Partially Homomorphic Encryption (PHE) is a form of encryption that allows a specific mathematical operation to be performed on ciphertexts, generating an encrypted result that, when decrypted, matches the outcome of that operation on the original plaintexts. Unlike Fully Homomorphic Encryption (FHE), a PHE scheme is restricted to a single algebraic function, such as only addition in the Paillier cryptosystem or only multiplication in the RSA cryptosystem. This limitation makes PHE schemes computationally lightweight and practical for targeted applications like encrypted aggregation and private voting.
Glossary
Partially Homomorphic Encryption (PHE)

What is Partially Homomorphic Encryption (PHE)?
Partially Homomorphic Encryption (PHE) is a cryptographic scheme that permits unbounded computation of a single operation type—either addition or multiplication—directly on ciphertexts, enabling specific privacy-preserving computations without exposing raw data.
The primary utility of PHE lies in its efficiency for specialized privacy-preserving protocols. An additively homomorphic scheme enables a server to sum encrypted financial values or aggregate model updates in federated learning without accessing individual contributions. Conversely, a multiplicatively homomorphic scheme allows for blinded multiplication. Because these schemes do not require the complex noise management of bootstrapping or modulus switching, they offer low ciphertext expansion and high throughput, making them a pragmatic choice for production systems requiring only unidirectional computation on encrypted data.
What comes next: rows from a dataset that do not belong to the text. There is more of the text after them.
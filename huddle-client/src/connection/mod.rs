mod rtc;

pub use rtc::{RtcConnection, RtcConnectionFactory};

use crate::Result;
use crate::media::{LocalMedia, TrackKind};
use async_trait::async_trait;
use huddle_core::{IceCandidate, IceServerConfig, ParticipantId, SessionDescription};
use std::sync::Arc;
use tokio::sync::mpsc;

/// Transport-level connection state, as reported by the connection object.
#[derive(Debug, Clone, Copy, PartialEq, Eq)]
pub enum ConnectionState {
    New,
    Connecting,
    Connected,
    Disconnected,
    Failed,
    Closed,
}

/// A track the remote side sends us.
pub struct RemoteTrack<T> {
    pub id: String,
    pub stream_id: String,
    pub kind: TrackKind,
    pub track: Arc<T>,
}

impl<T> Clone for RemoteTrack<T> {
    fn clone(&self) -> Self {
        Self {
            id: self.id.clone(),
            stream_id: self.stream_id.clone(),
            kind: self.kind,
            track: self.track.clone(),
        }
    }
}

/// Callbacks of a connection object, delivered to the manager loop.
pub enum TransportEvent<T> {
    /// A local candidate was gathered and should go to the remote peer now.
    CandidateGathered(ParticipantId, IceCandidate),
    TrackReceived(ParticipantId, RemoteTrack<T>),
    StateChanged(ParticipantId, ConnectionState),
}

#[async_trait]
pub trait PeerConnection: Send + Sync + 'static {
    /// Creates an offer and installs it as the local description.
    async fn create_offer(&self) -> Result<SessionDescription>;

    /// Creates an answer and installs it as the local description.
    async fn create_answer(&self) -> Result<SessionDescription>;

    async fn set_remote_description(&self, desc: SessionDescription) -> Result<()>;

    async fn add_ice_candidate(&self, candidate: IceCandidate) -> Result<()>;

    async fn close(&self) -> Result<()>;
}

#[async_trait]
pub trait ConnectionFactory: Send + Sync + 'static {
    type Connection: PeerConnection;
    type Track: Send + Sync + 'static;

    /// Builds a connection toward `remote` with the local tracks attached and
    /// its callbacks wired into `events`.
    async fn create(
        &self,
        remote: ParticipantId,
        ice_servers: &[IceServerConfig],
        media: &LocalMedia,
        events: mpsc::Sender<TransportEvent<Self::Track>>,
    ) -> Result<Self::Connection>;
}
use dashmap::DashMap;
use dashmap::mapref::entry::Entry;
use huddle_core::{IceServerConfig, ParticipantId, RoomId, ServerMessage};
use serde_json::Value;
use std::collections::HashSet;
use std::sync::Arc;
use tokio::sync::mpsc;
use tracing::{debug, info, warn};

/// Sending half of one participant's connection.
pub type Outbox = mpsc::UnboundedSender<ServerMessage>;

struct Participant {
    outbox: Outbox,
    room: Option<RoomId>,
}

struct RelayInner {
    participants: DashMap<ParticipantId, Participant>,
    /// Rooms exist only while they have members. Lock order: a room entry may be
    /// held while reading `participants`, never the other way round.
    rooms: DashMap<RoomId, HashSet<ParticipantId>>,
    ice_servers: Vec<IceServerConfig>,
}

/// Room membership and payload routing for every connected participant.
#[derive(Clone)]
pub struct Relay {
    inner: Arc<RelayInner>,
}

impl Relay {
    pub fn new(ice_servers: Vec<IceServerConfig>) -> Self {
        Self {
            inner: Arc::new(RelayInner {
                participants: DashMap::new(),
                rooms: DashMap::new(),
                ice_servers,
            }),
        }
    }

    pub fn ice_servers(&self) -> &[IceServerConfig] {
        &self.inner.ice_servers
    }

    /// Registers a new connection and greets it with its id and the ICE servers.
    pub fn connect(&self, outbox: Outbox) -> ParticipantId {
        let participant_id = ParticipantId::new();

        let _ = outbox.send(ServerMessage::Welcome { participant_id });
        let _ = outbox.send(ServerMessage::IceConfig {
            ice_servers: self.inner.ice_servers.clone(),
        });

        self.inner
            .participants
            .insert(participant_id, Participant { outbox, room: None });

        info!("Participant {} connected", participant_id);
        participant_id
    }

    /// Puts `participant` into `room`. A participant that is already in a room
    /// (the same one included) leaves it first.
    pub fn handle_join(&self, participant: ParticipantId, room: RoomId) {
        let previous = match self.inner.participants.get_mut(&participant) {
            Some(mut entry) => entry.room.replace(room.clone()),
            None => {
                warn!("Join from unknown participant {}", participant);
                return;
            }
        };

        if let Some(previous) = previous {
            info!(
                "Participant {} re-joining: leaving '{}' first",
                participant, previous
            );
            self.remove_from_room(participant, &previous);
        }

        let mut members = self.inner.rooms.entry(room.clone()).or_default();
        let member_ids: Vec<ParticipantId> = members.iter().copied().collect();
        members.insert(participant);

        self.deliver(
            participant,
            ServerMessage::Membership {
                room: room.clone(),
                member_ids: member_ids.clone(),
            },
        );
        for member in &member_ids {
            self.deliver(
                *member,
                ServerMessage::Joined {
                    participant_id: participant,
                },
            );
        }

        info!(
            "Participant {} joined '{}' ({} already present)",
            participant,
            room,
            member_ids.len()
        );
    }

    /// Forwards an opaque payload. Unknown recipients are a silent drop.
    pub fn handle_signal(&self, sender: ParticipantId, to: ParticipantId, payload: Value) {
        if !self.deliver(
            to,
            ServerMessage::Signaled {
                from: sender,
                payload,
            },
        ) {
            debug!("Dropping signal {} -> {}: recipient not connected", sender, to);
        }
    }

    pub fn handle_leave(&self, participant: ParticipantId) {
        let previous = self
            .inner
            .participants
            .get_mut(&participant)
            .and_then(|mut entry| entry.room.take());

        if let Some(room) = previous {
            self.remove_from_room(participant, &room);
        }
    }

    /// Forgets the connection and tells its room-mates, and only them, that it is
    /// gone. Safe to call more than once.
    pub fn handle_disconnect(&self, participant: ParticipantId) {
        let Some((_, state)) = self.inner.participants.remove(&participant) else {
            return;
        };

        if let Some(room) = state.room {
            self.remove_from_room(participant, &room);
        }

        info!("Participant {} disconnected", participant);
    }

    pub fn members(&self, room: &RoomId) -> Vec<ParticipantId> {
        self.inner
            .rooms
            .get(room)
            .map(|members| members.iter().copied().collect())
            .unwrap_or_default()
    }

    pub fn room_of(&self, participant: &ParticipantId) -> Option<RoomId> {
        self.inner
            .participants
            .get(participant)
            .and_then(|entry| entry.room.clone())
    }

    pub fn room_count(&self) -> usize {
        self.inner.rooms.len()
    }

    pub fn participant_count(&self) -> usize {
        self.inner.participants.len()
    }

    fn remove_from_room(&self, participant: ParticipantId, room: &RoomId) {
        let Entry::Occupied(mut members) = self.inner.rooms.entry(room.clone()) else {
            return;
        };

        if !members.get_mut().remove(&participant) {
            return;
        }

        if members.get().is_empty() {
            members.remove();
            debug!("Room '{}' is empty, dropping it", room);
            return;
        }

        for member in members.get() {
            self.deliver(
                *member,
                ServerMessage::Left {
                    participant_id: participant,
                },
            );
        }

        info!("Participant {} left '{}'", participant, room);
    }

    /// Returns whether the message reached a live outbox.
    fn deliver(&self, to: ParticipantId, msg: ServerMessage) -> bool {
        let Some(entry) = self.inner.participants.get(&to) else {
            return false;
        };
        entry.outbox.send(msg).is_ok()
    }
}
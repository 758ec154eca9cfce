use serde::{Deserialize, Serialize};
use std::fmt;

/// Caller-chosen room name. Any string is accepted, including the empty one.
#[derive(Debug, Serialize, Deserialize, Clone, Hash, Eq, PartialEq)]
#[serde(transparent)]
pub struct RoomId(pub String);

impl RoomId {
    pub fn as_str(&self) -> &str {
        &self.0
    }
}

impl From<&str> for RoomId {
    fn from(s: &str) -> Self {
        Self(s.to_owned())
    }
}

impl From<String> for RoomId {
    fn from(s: String) -> Self {
        Self(s)
    }
}

impl fmt::Display for RoomId {
    fn fmt(&self, f: &mut fmt::Formatter<'_>) -> fmt::Result {
        f.write_str(&self.0)
    }
}
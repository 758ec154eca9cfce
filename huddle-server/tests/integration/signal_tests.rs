use huddle_core::{IceServerConfig, ParticipantId, ServerMessage};
use huddle_server::Relay;
use serde_json::json;

use crate::integration::init_tracing;
use crate::utils::Probe;

#[tokio::test]
async fn test_signal_is_delivered_once_with_sender_stamped() {
    init_tracing();
    let relay = Relay::new(vec![IceServerConfig::from_url("stun:stun.example.org:3478")]);
    let mut a = Probe::connect(&relay).await;
    let mut b = Probe::connect(&relay).await;

    let payload = json!({ "description": { "type": "offer", "sdp": "v=0" } });
    relay.handle_signal(a.id, b.id, payload.clone());

    match b.recv().await {
        ServerMessage::Signaled { from, payload: got } => {
            assert_eq!(from, a.id);
            assert_eq!(got, payload);
        }
        other => panic!("expected signaled, got {:?}", other),
    }
    b.assert_silent();
    a.assert_silent();
}

#[tokio::test]
async fn test_signal_payload_is_not_interpreted() {
    init_tracing();
    let relay = Relay::new(Vec::new());
    let a = Probe::connect(&relay).await;
    let mut b = Probe::connect(&relay).await;

    let payload = json!(["not", "a", { "negotiation": "payload" }]);
    relay.handle_signal(a.id, b.id, payload.clone());

    assert_eq!(
        b.recv().await,
        ServerMessage::Signaled { from: a.id, payload }
    );
}

#[tokio::test]
async fn test_signal_does_not_require_shared_room() {
    init_tracing();
    let relay = Relay::new(Vec::new());
    let a = Probe::connect(&relay).await;
    let mut b = Probe::connect(&relay).await;
    relay.handle_join(a.id, "x".into());

    relay.handle_signal(a.id, b.id, json!(1));

    assert!(matches!(b.recv().await, ServerMessage::Signaled { .. }));
}

#[tokio::test]
async fn test_signal_to_unknown_recipient_is_dropped() {
    init_tracing();
    let relay = Relay::new(Vec::new());
    let mut a = Probe::connect(&relay).await;

    relay.handle_signal(a.id, ParticipantId::new(), json!({ "candidate": {} }));

    // nothing bounces back to the sender
    a.assert_silent();
}

#[tokio::test]
async fn test_signal_to_departed_recipient_is_dropped() {
    init_tracing();
    let relay = Relay::new(Vec::new());
    let mut a = Probe::connect(&relay).await;
    let mut b = Probe::connect(&relay).await;

    relay.handle_disconnect(b.id);
    relay.handle_signal(a.id, b.id, json!(1));

    a.assert_silent();
    b.assert_silent();
}

#[tokio::test]
async fn test_signals_from_one_sender_keep_order() {
    init_tracing();
    let relay = Relay::new(Vec::new());
    let a = Probe::connect(&relay).await;
    let mut b = Probe::connect(&relay).await;

    for i in 0..20 {
        relay.handle_signal(a.id, b.id, json!(i));
    }

    for i in 0..20 {
        assert_eq!(
            b.recv().await,
            ServerMessage::Signaled {
                from: a.id,
                payload: json!(i)
            }
        );
    }
}
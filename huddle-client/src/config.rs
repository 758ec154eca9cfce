use huddle_core::{DEFAULT_STUN_SERVER, IceServerConfig};
use std::time::Duration;

#[derive(Debug, Clone)]
pub struct ClientConfig {
    /// WebSocket endpoint of the relay, e.g. `ws://127.0.0.1:3000/ws`.
    pub relay_url: String,
    /// Used only when the relay's `ice_config` is empty.
    pub ice_servers: Vec<IceServerConfig>,
    /// Lets two peers on one host find each other over 127.0.0.1.
    pub include_loopback_candidates: bool,
    /// How long to wait for the relay's `welcome` after connecting.
    pub welcome_timeout: Duration,
}

impl Default for ClientConfig {
    fn default() -> Self {
        Self {
            relay_url: "ws://127.0.0.1:3000/ws".to_owned(),
            ice_servers: vec![IceServerConfig::from_url(DEFAULT_STUN_SERVER)],
            include_loopback_candidates: false,
            welcome_timeout: Duration::from_secs(10),
        }
    }
}
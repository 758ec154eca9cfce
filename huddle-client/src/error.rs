/// Result type alias using the client [`Error`].
pub type Result<T> = std::result::Result<T, Error>;

#[derive(Debug, thiserror::Error)]
pub enum Error {
    #[error("WebSocket error: {0}")]
    WebSocket(#[from] tokio_tungstenite::tungstenite::Error),

    #[error("WebRTC error: {0}")]
    WebRtc(#[from] webrtc::Error),

    #[error("Serialization error: {0}")]
    Serialization(#[from] serde_json::Error),

    /// The relay said something that does not fit the protocol.
    #[error("Signaling error: {0}")]
    Signaling(String),

    #[error("Signaling connection closed")]
    ConnectionClosed,

    #[error("Operation timeout: {0}")]
    Timeout(String),
}
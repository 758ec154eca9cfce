use crate::connection::{ConnectionFactory, RemoteTrack, TransportEvent};
use crate::media::LocalMedia;
use crate::peer::link::{LinkCommand, LinkInfo, LinkRole, PeerLink};
use crate::signaling::Signaler;
use dashmap::DashMap;
use huddle_core::{IceServerConfig, NegotiationPayload, ParticipantId, RoomId, ServerMessage};
use serde_json::Value;
use std::collections::HashMap;
use std::sync::Arc;
use tokio::sync::mpsc;
use tokio::task::JoinSet;
use tracing::{debug, error, info, warn};

/// Everything one remote participant sends us, grouped by participant.
pub struct RemoteStream<T> {
    pub stream_id: String,
    pub tracks: Vec<RemoteTrack<T>>,
}

impl<T> Clone for RemoteStream<T> {
    fn clone(&self) -> Self {
        Self {
            stream_id: self.stream_id.clone(),
            tracks: self.tracks.clone(),
        }
    }
}

/// Live, shareable view of the manager's links and received streams.
pub struct PeerView<T> {
    links: Arc<DashMap<ParticipantId, LinkInfo>>,
    streams: Arc<DashMap<ParticipantId, RemoteStream<T>>>,
}

impl<T> Clone for PeerView<T> {
    fn clone(&self) -> Self {
        Self {
            links: self.links.clone(),
            streams: self.streams.clone(),
        }
    }
}

impl<T> PeerView<T> {
    fn new() -> Self {
        Self {
            links: Arc::new(DashMap::new()),
            streams: Arc::new(DashMap::new()),
        }
    }

    pub fn link(&self, remote: &ParticipantId) -> Option<LinkInfo> {
        self.links.get(remote).map(|entry| entry.value().clone())
    }

    pub fn remote_ids(&self) -> Vec<ParticipantId> {
        self.links.iter().map(|entry| *entry.key()).collect()
    }

    pub fn remote_stream(&self, remote: &ParticipantId) -> Option<RemoteStream<T>> {
        self.streams.get(remote).map(|entry| entry.value().clone())
    }

    pub fn remote_streams(&self) -> Vec<(ParticipantId, RemoteStream<T>)> {
        self.streams
            .iter()
            .map(|entry| (*entry.key(), entry.value().clone()))
            .collect()
    }
}

/// Local requests that end a session from inside.
#[derive(Debug)]
pub enum ManagerCommand {
    Leave,
}

/// Owns one [`PeerLink`] per remote participant and drives them from relay
/// messages and connection callbacks.
pub struct PeerManager<F: ConnectionFactory> {
    local_id: ParticipantId,
    factory: F,
    media: LocalMedia,
    ice_servers: Vec<IceServerConfig>,
    signals: Signaler,
    links: HashMap<ParticipantId, PeerLink>,
    /// Links being torn down; the loop never waits on these.
    closing: JoinSet<()>,
    view: PeerView<F::Track>,
    transport_tx: mpsc::Sender<TransportEvent<F::Track>>,
    transport_rx: mpsc::Receiver<TransportEvent<F::Track>>,
}

impl<F: ConnectionFactory> PeerManager<F> {
    /// `ice_servers` is the fallback until the relay sends a non-empty list.
    pub fn new(
        local_id: ParticipantId,
        factory: F,
        media: LocalMedia,
        signals: Signaler,
        ice_servers: Vec<IceServerConfig>,
    ) -> Self {
        let (transport_tx, transport_rx) = mpsc::channel(256);

        Self {
            local_id,
            factory,
            media,
            ice_servers,
            signals,
            links: HashMap::new(),
            closing: JoinSet::new(),
            view: PeerView::new(),
            transport_tx,
            transport_rx,
        }
    }

    pub fn view(&self) -> PeerView<F::Track> {
        self.view.clone()
    }

    pub async fn run(
        mut self,
        mut inbound: mpsc::UnboundedReceiver<ServerMessage>,
        mut commands: mpsc::Receiver<ManagerCommand>,
    ) {
        info!("Peer manager for {} started", self.local_id);

        loop {
            tokio::select! {
                msg = inbound.recv() => {
                    match msg {
                        Some(m) => self.handle_server_message(m).await,
                        None => {
                            warn!("Relay connection lost, tearing down all links");
                            break;
                        }
                    }
                }

                Some(evt) = self.transport_rx.recv() => {
                    self.handle_transport_event(evt);
                }

                Some(res) = self.closing.join_next(), if !self.closing.is_empty() => {
                    if let Err(e) = res {
                        warn!("Link close task failed: {}", e);
                    }
                }

                cmd = commands.recv() => {
                    match cmd {
                        Some(ManagerCommand::Leave) | None => {
                            if let Err(e) = self.signals.leave() {
                                debug!("Could not announce leave: {}", e);
                            }
                            break;
                        }
                    }
                }
            }
        }

        self.shutdown().await;
        info!("Peer manager for {} finished", self.local_id);
    }

    pub async fn handle_server_message(&mut self, msg: ServerMessage) {
        match msg {
            ServerMessage::Welcome { participant_id } => {
                self.local_id = participant_id;
            }
            ServerMessage::IceConfig { ice_servers } => {
                if ice_servers.is_empty() {
                    debug!("Relay sent no ICE servers, keeping local defaults");
                } else {
                    self.ice_servers = ice_servers;
                }
            }
            ServerMessage::Membership { room, member_ids } => {
                self.on_membership(room, member_ids).await;
            }
            ServerMessage::Joined { participant_id } => self.on_joined(participant_id).await,
            ServerMessage::Signaled { from, payload } => self.on_signaled(from, payload),
            ServerMessage::Left { participant_id } => self.on_left(participant_id),
        }
    }

    /// We just joined, so we offer to everyone already there.
    pub async fn on_membership(&mut self, room: RoomId, existing: Vec<ParticipantId>) {
        info!("Joined '{}' with {} existing members", room, existing.len());

        for remote in existing {
            self.create_peer_link(remote, LinkRole::Offerer).await;
        }
    }

    /// Someone arrived after us; they will offer.
    pub async fn on_joined(&mut self, remote: ParticipantId) {
        info!("{} joined the room", remote);
        self.create_peer_link(remote, LinkRole::Answerer).await;
    }

    pub fn on_signaled(&mut self, from: ParticipantId, payload: Value) {
        let Some(link) = self.links.get(&from) else {
            debug!("Dropping signal from unknown participant {}", from);
            return;
        };

        let payload = match NegotiationPayload::from_value(payload) {
            Ok(p) => p,
            Err(e) => {
                warn!("Malformed payload from {}: {}", from, e);
                return;
            }
        };

        match payload {
            NegotiationPayload::Description(desc) => {
                link.enqueue(LinkCommand::Description(desc))
            }
            NegotiationPayload::Candidate(candidate) => {
                link.enqueue(LinkCommand::Candidate(candidate))
            }
        }
    }

    pub fn on_left(&mut self, remote: ParticipantId) {
        self.view.links.remove(&remote);
        self.view.streams.remove(&remote);

        match self.links.remove(&remote) {
            Some(link) => {
                info!("{} left, closing its link", remote);
                self.closing.spawn(link.close());
            }
            None => debug!("{} left but had no link", remote),
        }
    }

    async fn create_peer_link(&mut self, remote: ParticipantId, role: LinkRole) {
        if remote == self.local_id {
            return;
        }
        if self.links.contains_key(&remote) {
            debug!("Link to {} already exists", remote);
            return;
        }

        let connection = match self
            .factory
            .create(
                remote,
                &self.ice_servers,
                &self.media,
                self.transport_tx.clone(),
            )
            .await
        {
            Ok(connection) => connection,
            Err(e) => {
                error!("Failed to create connection to {}: {}", remote, e);
                return;
            }
        };

        info!("Creating {:?} link to {}", role, remote);
        let link = PeerLink::spawn(remote, role, connection, self.signals.clone());
        self.view.links.insert(remote, link.info());
        self.links.insert(remote, link);
    }

    fn handle_transport_event(&mut self, event: TransportEvent<F::Track>) {
        match event {
            TransportEvent::CandidateGathered(remote, candidate) => {
                if !self.links.contains_key(&remote) {
                    return;
                }
                if let Err(e) = self.signals.signal(remote, candidate) {
                    error!("Failed to signal candidate to {}: {}", remote, e);
                }
            }
            TransportEvent::TrackReceived(remote, track) => self.record_remote_track(remote, track),
            TransportEvent::StateChanged(remote, state) => {
                if let Some(link) = self.links.get(&remote) {
                    link.enqueue(LinkCommand::Transport(state));
                }
            }
        }
    }

    /// One stream entry per remote; a track id seen twice is ignored.
    fn record_remote_track(&mut self, remote: ParticipantId, track: RemoteTrack<F::Track>) {
        if !self.links.contains_key(&remote) {
            return;
        }

        let mut stream = self
            .view
            .streams
            .entry(remote)
            .or_insert_with(|| RemoteStream {
                stream_id: track.stream_id.clone(),
                tracks: Vec::new(),
            });

        if stream.tracks.iter().any(|t| t.id == track.id) {
            return;
        }
        info!("Receiving {:?} from {}", track.kind, remote);
        stream.tracks.push(track);
    }

    async fn shutdown(&mut self) {
        // Callbacks fired while connections close must not wait on us.
        self.transport_rx.close();
        self.view.links.clear();
        self.view.streams.clear();

        for (_, link) in self.links.drain() {
            self.closing.spawn(link.close());
        }
        while let Some(res) = self.closing.join_next().await {
            if let Err(e) = res {
                warn!("Link close task failed: {}", e);
            }
        }
    }
}
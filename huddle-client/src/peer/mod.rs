mod link;
mod manager;

pub use link::{LinkInfo, LinkRole, LinkState};
pub use manager::*;
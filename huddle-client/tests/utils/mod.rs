
pub use manager_harness::*;
pub use mock_connection::*;
pub use signal_helpers::*;

use std::time::Duration;

/// Upper bound for anything the code under test does asynchronously.
pub const WAIT_TIMEOUT: Duration = Duration::from_secs(2);

/// Polls `check` until it holds or [`WAIT_TIMEOUT`] passes.
pub async fn eventually(mut check: impl FnMut() -> bool) -> bool {
    let deadline = tokio::time::Instant::now() + WAIT_TIMEOUT;
    while tokio::time::Instant::now() < deadline {
        if check() {
            return true;
        }
        tokio::time::sleep(Duration::from_millis(10)).await;
    }
    check()
}
use crate::config::ClientConfig;
use crate::connection::ConnectionFactory;
use crate::media::LocalMedia;
use crate::peer::{LinkInfo, ManagerCommand, PeerManager, PeerView, RemoteStream};
use crate::signaling;
use crate::{Error, Result};
use huddle_core::{IceServerConfig, ParticipantId, RoomId, ServerMessage};
use tokio::sync::mpsc;
use tokio::task::JoinHandle;
use tracing::{debug, info};

/// A joined room. Dropping the session (or calling [`Session::leave`]) tears
/// down every link.
pub struct Session<T> {
    local_id: ParticipantId,
    room: RoomId,
    media: LocalMedia,
    view: PeerView<T>,
    commands: mpsc::Sender<ManagerCommand>,
    task: Option<JoinHandle<()>>,
}

impl<T: Send + Sync + 'static> Session<T> {
    /// Connects to the relay, waits for our id and joins `room`.
    pub async fn join<F>(
        config: &ClientConfig,
        room: impl Into<RoomId>,
        factory: F,
        media: LocalMedia,
    ) -> Result<Self>
    where
        F: ConnectionFactory<Track = T>,
    {
        let room = room.into();
        let (signals, mut inbound) = signaling::connect(&config.relay_url).await?;

        let greeting = tokio::time::timeout(config.welcome_timeout, await_welcome(&mut inbound))
            .await
            .map_err(|_| Error::Timeout("waiting for relay welcome".to_owned()))??;

        info!("Relay assigned id {}", greeting.local_id);

        let ice_servers = if greeting.ice_servers.is_empty() {
            config.ice_servers.clone()
        } else {
            greeting.ice_servers
        };

        let manager = PeerManager::new(
            greeting.local_id,
            factory,
            media.clone(),
            signals.clone(),
            ice_servers,
        );
        let view = manager.view();
        let (commands, command_rx) = mpsc::channel(8);

        signals.join(room.clone())?;
        let task = tokio::spawn(manager.run(inbound, command_rx));
        drop(signals);

        Ok(Self {
            local_id: greeting.local_id,
            room,
            media,
            view,
            commands,
            task: Some(task),
        })
    }

    pub fn local_id(&self) -> ParticipantId {
        self.local_id
    }

    pub fn room(&self) -> &RoomId {
        &self.room
    }

    pub fn media(&self) -> &LocalMedia {
        &self.media
    }

    pub fn link(&self, remote: &ParticipantId) -> Option<LinkInfo> {
        self.view.link(remote)
    }

    pub fn remote_ids(&self) -> Vec<ParticipantId> {
        self.view.remote_ids()
    }

    pub fn remote_stream(&self, remote: &ParticipantId) -> Option<RemoteStream<T>> {
        self.view.remote_stream(remote)
    }

    pub fn remote_streams(&self) -> Vec<(ParticipantId, RemoteStream<T>)> {
        self.view.remote_streams()
    }

    /// True once the manager stopped, whether by leave or by losing the relay.
    pub fn is_closed(&self) -> bool {
        self.task.as_ref().is_none_or(|task| task.is_finished())
    }

    /// Resolves when the manager stops on its own, e.g. the relay went away.
    pub async fn closed(&mut self) {
        if let Some(task) = self.task.as_mut() {
            let _ = task.await;
            self.task = None;
        }
    }

    /// Tells the relay we are leaving, closes every link and waits for it.
    pub async fn leave(mut self) {
        if self.commands.send(ManagerCommand::Leave).await.is_err() {
            debug!("Peer manager already stopped");
        }
        if let Some(task) = self.task.take() {
            let _ = task.await;
        }
        info!("Left room '{}'", self.room);
    }
}

struct Greeting {
    local_id: ParticipantId,
    ice_servers: Vec<IceServerConfig>,
}

/// The relay sends `welcome` then `ice_config` before anything else.
async fn await_welcome(inbound: &mut mpsc::UnboundedReceiver<ServerMessage>) -> Result<Greeting> {
    let local_id = match inbound.recv().await {
        Some(ServerMessage::Welcome { participant_id }) => participant_id,
        Some(other) => {
            return Err(Error::Signaling(format!(
                "expected welcome, got {:?}",
                other
            )));
        }
        None => return Err(Error::ConnectionClosed),
    };

    let ice_servers = match inbound.recv().await {
        Some(ServerMessage::IceConfig { ice_servers }) => ice_servers,
        Some(other) => {
            return Err(Error::Signaling(format!(
                "expected ice_config, got {:?}",
                other
            )));
        }
        None => return Err(Error::ConnectionClosed),
    };

    Ok(Greeting {
        local_id,
        ice_servers,
    })
}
Key Characteristics of PHE
Partially Homomorphic Encryption (PHE) is defined by its operational constraint: it supports unbounded computation for a single arithmetic operation. This specialization yields high efficiency and simple security proofs, making it ideal for specific privacy-preserving aggregation and multiplication tasks.
Single-Operation Constraint
PHE schemes are cryptographically restricted to evaluating either addition or multiplication on ciphertexts, but not both. This fundamental limitation distinguishes them from Fully Homomorphic Encryption (FHE).
- Additive PHE (e.g., Paillier): Allows
Enc(a) + Enc(b) = Enc(a+b). - Multiplicative PHE (e.g., ElGamal): Allows
Enc(a) * Enc(b) = Enc(a*b). - Attempting the unsupported operation results in a non-decryptable ciphertext or a random value.
Unbounded Homomorphic Depth
Unlike Somewhat Homomorphic Encryption (SWHE), PHE schemes do not suffer from a strict noise budget that limits the number of sequential operations. You can perform an arbitrary number of the supported operation without corrupting the ciphertext.
- An additive PHE scheme can sum millions of encrypted values without decryption failure.
- This property is critical for encrypted aggregation in federated learning and secure voting.
High Computational Efficiency
Because PHE avoids the costly noise management techniques required by FHE—such as bootstrapping and relinearization—it is orders of magnitude faster. Ciphertext sizes are also significantly smaller.
- Paillier addition is a modular multiplication, making it practical for real-time systems.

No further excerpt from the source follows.